My apologies in advance if I missed anything obvious, as I am new to development with nRF.

I'm trying to communicate with the ADS1114 through a TCA9517A bus level shifter, as the ADS1114 has a supply voltage of 5V. The I2C communication often works, and seems to keep working, but sometimes the bus seems to get stuck. The project is based on the pca10056 twi_sensor example project, I mainly changed the registers to write.

I've looked at the other posts related to TWI problems, but I did not find a solution to this issue there, unfortunately.

I am using external pullups (~3k) and have disabled the internal pull-ups.

I analysed the I2C bus with a logic analyser and oscilloscope, but I feel like I lack the experience to figure out what exactly is going on, so I would really appreciate any insights into the problem or what steps I could try to fix it. 

Failed communication example

With the scope images of the final CLKs before communication fails (blue is SDA, purple is SCL):

Succesfull transaction example

The error doesn't always occur at this spot, but the cases look like this.

When this error occurs, the code gets stuck at the     'while (m_xfer_done == false);' that is after the transaction.

To me the biggest difference seems to be the pull down of the SCL signal to a voltage level lower than the other pull-down levels. There's also what appears to be a small 'glitch' in the SDA before this happens, but I am not sure if this is related. I looked at the ADS1114 datasheet, and it says the device does not implement clock stretching nor does it drive the SCL pin. It is almost as if the master just stops driving the CLK.

I get the impression that if the initial transfer (configuration write, address pointer write, first few reads) is succesfull, it continues to work indefinitely. Therefore I might be able to just keep on retrying until it is succesfull by implementing a recovery system.
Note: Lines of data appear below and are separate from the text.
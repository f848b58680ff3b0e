#![doc = include_str!("../README.md")]
#![doc(issue_tracker_base_url = "https://github.com/factordynamics/dart-metrics/issues/")]
#![cfg_attr(docsrs, feature(doc_cfg, doc_auto_cfg))]
#![warn(missing_docs)]
#![forbid(unsafe_code)]

//! OpenDART financial metrics behind a single service.
//!
//! This crate re-exports core types and provider implementations, and
//! provides a [`MetricsService`] that runs the retrieval, derivation and
//! market lookup chain for one filing at a time.
//!
//! # Features
//!
//! - `opendart` - OpenDART filing provider
//! - `naver` - Naver Finance market metrics provider
//! - `corp-sqlite` - SQLite-based corp-code directory

// Core types and traits
pub use dart_core::*;

// Directory implementations
#[cfg(feature = "corp-sqlite")]
pub use dart_corp::SqliteDirectory;
pub use dart_corp::{InMemoryDirectory, parse_corp_codes};

// Providers
#[cfg(feature = "naver")]
pub use dart_naver::NaverFinanceProvider;
#[cfg(feature = "opendart")]
pub use dart_opendart::OpenDartProvider;

mod service;
pub use service::{DEFAULT_MARKET_TIMEOUT, MetricsService};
Do you have any pointers to how I would succesfully implement this?

Source code

For some more context, here is the code of the main transactions (note, LM75B_ADDR is the ADS1114 address):

/* Mode for ADS1114. */
#define OPERATING_MODE_BYTE1 0b10000100 //0x84
#define OPERATING_MODE_BYTE2 0b10000011 //0x83

void ADS1114_CONFIG(void)
{
ret_code_t err_code;

/* Writing to LM75B_REG_CONF "0" set temperature sensor in NORMAL mode. */
uint8_t reg[3] = {LM75B_REG_CONF, OPERATING_MODE_BYTE1, OPERATING_MODE_BYTE2};
err_code = nrf_drv_twi_tx(&m_twi, LM75B_ADDR, reg, sizeof(reg), false);
APP_ERROR_CHECK(err_code);
while (m_xfer_done == false);

/* Writing to LM75B_REG_CONF "0" set temperature sensor in NORMAL mode. */
uint8_t reg2[1] = {0b00000011};
err_code = nrf_drv_twi_tx(&m_twi, LM75B_ADDR, reg2, sizeof(reg2), false);
APP_ERROR_CHECK(err_code);
while (m_xfer_done == false);
}

void twi_handler(nrf_drv_twi_evt_t const * p_event, void * p_context)
{
switch (p_event->type)
{
case NRF_DRV_TWI_EVT_DONE:
//if (p_event->xfer_desc.type == NRF_DRV_TWI_XFER_RX)
//{
//data_handler(m_sample);
//}
m_xfer_done = true;
break;
default:
break;
}
}

void twi_init (void)
{
ret_code_t err_code;

const nrf_drv_twi_config_t twi_lm75b_config = {
.scl = ARDUINO_SCL_PIN,
.sda = ARDUINO_SDA_PIN,
.frequency = NRF_DRV_TWI_FREQ_100K,
.interrupt_priority = APP_IRQ_PRIORITY_HIGH,
.clear_bus_init = true
};

err_code = nrf_drv_twi_init(&m_twi, &twi_lm75b_config, twi_handler, NULL);
APP_ERROR_CHECK(err_code);

nrf_drv_twi_enable(&m_twi);
}

static void read_sensor_data()
{
m_xfer_done = false;

/* Read 1 byte from the specified address - skip 3 bits dedicated for fractional part of temperature. */
//ret_code_t err_code = nrf_drv_twi_rx(&m_twi, LM75B_ADDR, &m_sample, sizeof(m_sample));
ret_code_t err_code = nrf_drv_twi_rx(&m_twi, LM75B_ADDR, samples, sizeof(samples)/sizeof(samples[0]));

APP_ERROR_CHECK(err_code);
}

Sidenotes

- Occasionally, the first write fails entirely and this could be seen on the scope, although I am not 100% sure if this is related to the issue (here, purple was a custom output pin set high at start):

- Sometimes if I keep the development kit running for a bit, I get a random J-link error. This might be because it is stuck waiting for the transaction to finish.

Some more context:

- I am using SEGGER Embedded Studio for ARM V7.30 on Windows 10

Any advice and help is appreciated. If more information is required, please let me know.

Kind regards,

Frederik

  • Hi Håkon,

    After some more debugging, I am now at the following:

    1. I can succesfully read the 'high threshold' register from the ADC(2 bytes) every 500 ms

    2. I can only read the 'measurement' register (2 bytes) twice before the master pulls down the SDA line and the slave (sensor PCB) pulls down the SCL. This occurs after the NAK and before a STOP condition.

    Example:

    I placed a series resistor on both line, with pull-ups on both sides, to measure which side was pulling down which line.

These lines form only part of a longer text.